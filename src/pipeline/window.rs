//! Time windows for filtering casts by recency

use super::types::Record;
use chrono::{DateTime, Duration, Utc};

#[derive(Debug, Clone, Copy, PartialEq, Eq, Hash)]
pub enum WindowSize {
    Day,
    Week,
}

impl WindowSize {
    pub fn as_str(&self) -> &'static str {
        match self {
            WindowSize::Day => "24h",
            WindowSize::Week => "7d",
        }
    }

    pub fn label(&self) -> &'static str {
        match self {
            WindowSize::Day => "Last 24 Hours",
            WindowSize::Week => "Last 7 Days",
        }
    }

    pub fn duration_secs(&self) -> i64 {
        match self {
            WindowSize::Day => 24 * 60 * 60,
            WindowSize::Week => 7 * 24 * 60 * 60,
        }
    }

    pub fn from_str(s: &str) -> Option<Self> {
        match s.trim().to_lowercase().as_str() {
            "24h" | "1d" | "day" => Some(WindowSize::Day),
            "7d" | "1w" | "week" => Some(WindowSize::Week),
            _ => None,
        }
    }

    pub fn all() -> [WindowSize; 2] {
        [WindowSize::Day, WindowSize::Week]
    }
}

impl std::fmt::Display for WindowSize {
    fn fmt(&self, f: &mut std::fmt::Formatter<'_>) -> std::fmt::Result {
        f.write_str(self.as_str())
    }
}

/// Half-open interval `[since, until)`
///
/// Membership only checks the lower bound: casts stamped slightly in the
/// future (clock skew) still count.
#[derive(Debug, Clone, Copy, PartialEq, Eq)]
pub struct TimeWindow {
    pub size: WindowSize,
    pub since: DateTime<Utc>,
    pub until: DateTime<Utc>,
}

impl TimeWindow {
    pub fn ending_at(size: WindowSize, now: DateTime<Utc>) -> Self {
        Self {
            size,
            since: now - Duration::seconds(size.duration_secs()),
            until: now,
        }
    }

    pub fn contains(&self, record: &Record) -> bool {
        record.created_at >= self.since
    }
}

-*-

#### Aim of the task
Find "since" in the data above. Report each line where it appears.

#### Answer to this problem
/// Half-open interval `[since, until)`
    pub since: DateTime<Utc>,
            since: now - Duration::seconds(size.duration_secs()),
        record.created_at >= self.since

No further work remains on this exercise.